-- Material supplied follows --

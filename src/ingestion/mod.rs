//! Data ingestion module - functional pipeline for listing snapshots

pub mod error;
pub mod fetch;
pub mod parse;
pub mod pipeline;
pub mod search;
#[cfg(test)]
pub(crate) mod testing;
pub mod types;
pub mod upload;
pub mod utils;
pub mod write;

pub use error::{FieldReadError, IngestionError};
pub use types::*;
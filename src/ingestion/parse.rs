//! Parse functions - decode search responses and project listings into ListingRecord structs

use crate::ingestion::error::{FieldReadError, IngestionError, Result};
use crate::ingestion::types::{ListingRecord, RawListing, SearchPage, SearchQuery};
use serde_json::Value;
use tracing::{debug, warn};

/// Decode a search response body into its listings and total page count.
/// Listings live at `cat1.searchResults.listResults`, the page count at
/// `cat1.searchList.totalPages`.
pub fn parse_search_response(body: &str) -> Result<SearchPage> {
    let data: Value = serde_json::from_str(body)
        .map_err(|e| IngestionError::Format(format!("response is not valid JSON: {}", e)))?;

    let listings = data
        .pointer("/cat1/searchResults/listResults")
        .ok_or_else(|| {
            IngestionError::Format("missing cat1.searchResults.listResults".to_string())
        })?
        .as_array()
        .ok_or_else(|| {
            IngestionError::Format("cat1.searchResults.listResults is not an array".to_string())
        })?
        .clone();

    let total_pages = data
        .pointer("/cat1/searchList/totalPages")
        .ok_or_else(|| IngestionError::Format("missing cat1.searchList.totalPages".to_string()))?
        .as_u64()
        .and_then(|n| u32::try_from(n).ok())
        .ok_or_else(|| {
            IngestionError::Format(
                "cat1.searchList.totalPages is not a non-negative integer".to_string(),
            )
        })?;

    Ok(SearchPage {
        listings,
        total_pages,
    })
}

/// Project a raw listing into a ListingRecord.
/// Every field is decoded on its own; a field that cannot be read is left
/// missing and the rest of the record is still populated.
pub fn project(raw: &RawListing, query: &SearchQuery, page: u32) -> ListingRecord {
    let field = |name: &'static str| recover(name, read_field(raw, name));
    let (latitude, longitude) = match read_lat_long(raw) {
        Ok(coords) => coords,
        Err(e) => {
            warn!("Error reading field latLong: {}", e);
            (None, None)
        }
    };

    ListingRecord {
        zpid: field("zpid"),
        price: field("price"),
        beds: field("beds"),
        baths: field("baths"),
        area: field("area"),
        latitude,
        longitude,
        status_type: field("statusType"),
        city: query.city.clone(),
        state: query.state.clone(),
        page,
    }
}

fn recover(
    name: &str,
    result: std::result::Result<Option<String>, FieldReadError>,
) -> Option<String> {
    match result {
        Ok(Some(value)) => Some(value),
        Ok(None) => {
            debug!("Field {} absent", name);
            None
        }
        Err(e) => {
            warn!("Error reading field {}: {}", name, e);
            None
        }
    }
}

/// Read a top-level scalar field.
/// `Ok(None)` when the field is absent or null, `Err` when it is present but
/// not a scalar (or the listing itself is not an object).
pub fn read_field(
    raw: &RawListing,
    name: &'static str,
) -> std::result::Result<Option<String>, FieldReadError> {
    let object = raw.as_object().ok_or(FieldReadError::NotAnObject)?;
    match object.get(name) {
        None => Ok(None),
        Some(value) => scalar_text(name, value),
    }
}

/// Read latitude and longitude together from the `latLong` sub-object.
/// An absent or null `latLong` yields both missing.
pub fn read_lat_long(
    raw: &RawListing,
) -> std::result::Result<(Option<String>, Option<String>), FieldReadError> {
    let object = raw.as_object().ok_or(FieldReadError::NotAnObject)?;
    let lat_long = match object.get("latLong") {
        None | Some(Value::Null) => return Ok((None, None)),
        Some(Value::Object(inner)) => inner,
        Some(other) => {
            return Err(FieldReadError::UnexpectedShape {
                field: "latLong",
                found: kind(other).to_string(),
            })
        }
    };

    let latitude = match lat_long.get("latitude") {
        None => None,
        Some(v) => scalar_text("latitude", v)?,
    };
    let longitude = match lat_long.get("longitude") {
        None => None,
        Some(v) => scalar_text("longitude", v)?,
    };

    Ok((latitude, longitude))
}

/// Render a JSON scalar as cell text; strings are taken verbatim
fn scalar_text(
    field: &'static str,
    value: &Value,
) -> std::result::Result<Option<String>, FieldReadError> {
    match value {
        Value::Null => Ok(None),
        Value::String(s) => Ok(Some(s.clone())),
        Value::Number(n) => Ok(Some(n.to_string())),
        Value::Bool(b) => Ok(Some(b.to_string())),
        other => Err(FieldReadError::UnexpectedShape {
            field,
            found: kind(other).to_string(),
        }),
    }
}

fn kind(value: &Value) -> &'static str {
    match value {
        Value::Null => "null",
        Value::Bool(_) => "bool",
        Value::Number(_) => "number",
        Value::String(_) => "string",
        Value::Array(_) => "array",
        Value::Object(_) => "object",
    }
}
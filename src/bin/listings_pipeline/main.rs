//! Listings pipeline orchestrator - runs fetch, write, upload, cleanup

use anyhow::{Context, Result};
use chrono::Utc;
use listings_pipeline::ingestion::{
    fetch::{SearchClient, DEFAULT_SEARCH_URL},
    pipeline::{self, PipelineSettings},
    upload::{build_upload_client, UploadTarget, DEFAULT_CHUNK_SIZE, DEFAULT_UPLOAD_URL},
    utils::{self, DEFAULT_USER_AGENT},
    IngestionError, RunStats, SearchQuery,
};
use std::env;
use std::path::PathBuf;
use std::sync::Arc;
use std::time::Duration;
use tokio::sync::Mutex;
use tokio_cron_scheduler::{Job, JobScheduler};
use tracing::{error, info, warn};

#[tokio::main]
async fn main() -> Result<()> {
    // Load .env first so RUST_LOG from it reaches the filter
    dotenvy::dotenv().ok();

    // Initialize logging
    tracing_subscriber::fmt()
        .with_env_filter(
            tracing_subscriber::EnvFilter::try_from_default_env()
                .unwrap_or_else(|_| tracing_subscriber::EnvFilter::new("info")),
        )
        .with_target(false)
        .init();

    let config = Config::from_env()?;
    info!("Configuration loaded");

    let mode = env::args().nth(1).unwrap_or_else(|| "run".to_string());
    match mode.as_str() {
        "run" => {
            let stats = run_with_retries(&config, &SearchQuery::stamford_ct()).await?;
            info!("✓ Pipeline completed: {}", stats);
            Ok(())
        }
        "schedule" => schedule(config).await,
        other => Err(anyhow::anyhow!(
            "Unknown mode: {} (expected `run` or `schedule`)",
            other
        )),
    }
}

/// Run the pipeline on `config.schedule` until Ctrl-C.
/// A trigger that fires while a run is still in progress is skipped.
async fn schedule(config: Config) -> Result<()> {
    let scheduler = JobScheduler::new().await?;
    let config = Arc::new(config);
    let active = Arc::new(Mutex::new(()));

    let cron = config.schedule.clone();
    let job = Job::new_async(cron.as_str(), move |_uuid, _lock| {
        let config = config.clone();
        let active = active.clone();
        Box::pin(async move {
            let Ok(_guard) = active.try_lock() else {
                warn!("Previous run still active, skipping this trigger");
                return;
            };

            match run_with_retries(&config, &SearchQuery::stamford_ct()).await {
                Ok(stats) => info!("✓ Scheduled run completed: {}", stats),
                Err(e) => error!("✗ Scheduled run failed: {:#}", e),
            }
        })
    })?;

    scheduler.add(job).await?;
    scheduler.start().await?;
    info!("Scheduler started ({})", cron);

    tokio::signal::ctrl_c().await?;
    info!("Shutting down scheduler");
    Ok(())
}

/// Run the whole pipeline, retrying from scratch up to `config.retries` times
async fn run_with_retries(config: &Config, query: &SearchQuery) -> Result<RunStats> {
    let mut attempt = 0;
    loop {
        attempt += 1;
        match run_pipeline(config, query).await {
            Ok(stats) => return Ok(stats),
            Err(e) if attempt <= config.retries => {
                warn!("Attempt {} failed: {:#}, retrying from page 1", attempt, e);
                tokio::time::sleep(config.retry_delay).await;
            }
            Err(e) => {
                error!("Attempt {} failed: {:#}, giving up", attempt, e);
                return Err(e);
            }
        }
    }
}

/// Build the HTTP clients for one attempt and run every step
async fn run_pipeline(config: &Config, query: &SearchQuery) -> Result<RunStats> {
    let settings = PipelineSettings {
        output_dir: config.output_dir.clone(),
        page_delay: config.page_delay,
        object_prefix: config.object_prefix.clone(),
        upload: config.upload_target()?,
        run_date: Utc::now().date_naive(),
    };

    let headers = utils::search_headers(&config.user_agent, config.cookie.as_deref())?;
    let client = utils::build_client(headers, config.http_timeout)?;
    let source = SearchClient::new(client, config.search_url.clone());
    let upload_client = build_upload_client(config.http_timeout)?;

    pipeline::run_pipeline(&source, &upload_client, query, &settings)
        .await
        .context("Pipeline run failed")
}

/// Configuration loaded from environment variables
#[derive(Debug, Clone)]
struct Config {
    search_url: String,
    cookie: Option<String>,
    user_agent: String,
    page_delay: Duration,
    http_timeout: Duration,
    output_dir: PathBuf,
    gcs_bucket: Option<String>,
    gcs_access_token: Option<String>,
    gcs_upload_url: String,
    object_prefix: String,
    upload_chunk_bytes: usize,
    retries: u32,
    retry_delay: Duration,
    schedule: String,
}

impl Config {
    fn from_env() -> Result<Self> {
        Self::from_lookup(|key| env::var(key).ok())
    }

    fn from_lookup(lookup: impl Fn(&str) -> Option<String>) -> Result<Self> {
        let number = |key: &str, default: u64| -> Result<u64> {
            match lookup(key) {
                Some(v) => v
                    .trim()
                    .parse()
                    .with_context(|| format!("{} must be a non-negative integer", key)),
                None => Ok(default),
            }
        };

        Ok(Config {
            search_url: lookup("SEARCH_URL").unwrap_or_else(|| DEFAULT_SEARCH_URL.to_string()),
            cookie: lookup("SEARCH_COOKIE").filter(|c| !c.trim().is_empty()),
            user_agent: lookup("SEARCH_USER_AGENT")
                .unwrap_or_else(|| DEFAULT_USER_AGENT.to_string()),
            page_delay: Duration::from_secs(number("PAGE_DELAY_SECS", 3)?),
            http_timeout: Duration::from_secs(number("HTTP_TIMEOUT_SECS", 60)?),
            output_dir: lookup("OUTPUT_DIR")
                .unwrap_or_else(|| "/tmp/listings".to_string())
                .into(),
            gcs_bucket: lookup("GCS_BUCKET"),
            gcs_access_token: lookup("GCS_ACCESS_TOKEN"),
            gcs_upload_url: lookup("GCS_UPLOAD_URL")
                .unwrap_or_else(|| DEFAULT_UPLOAD_URL.to_string()),
            object_prefix: lookup("GCS_OBJECT_PREFIX").unwrap_or_else(|| "real_estate".to_string()),
            upload_chunk_bytes: number("UPLOAD_CHUNK_BYTES", DEFAULT_CHUNK_SIZE as u64)? as usize,
            retries: number("RUN_RETRIES", 1)? as u32,
            retry_delay: Duration::from_secs(number("RUN_RETRY_DELAY_SECS", 300)?),
            schedule: lookup("RUN_SCHEDULE").unwrap_or_else(|| "0 0 0 * * *".to_string()),
        })
    }

    fn upload_target(&self) -> Result<UploadTarget, IngestionError> {
        let bucket = self
            .gcs_bucket
            .clone()
            .ok_or_else(|| IngestionError::Config("GCS_BUCKET must be set".to_string()))?;
        let access_token = self
            .gcs_access_token
            .clone()
            .ok_or_else(|| IngestionError::Config("GCS_ACCESS_TOKEN must be set".to_string()))?;

        let target = UploadTarget {
            api_base: self.gcs_upload_url.clone(),
            bucket,
            access_token,
            chunk_size: self.upload_chunk_bytes,
        };
        target.validate()?;
        Ok(target)
    }
}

-- Material supplied concluded --

[Exercise instructions] Return the lines above that include the string "loaded".

[Written solution]
    info!("Configuration loaded");
/// Configuration loaded from environment variables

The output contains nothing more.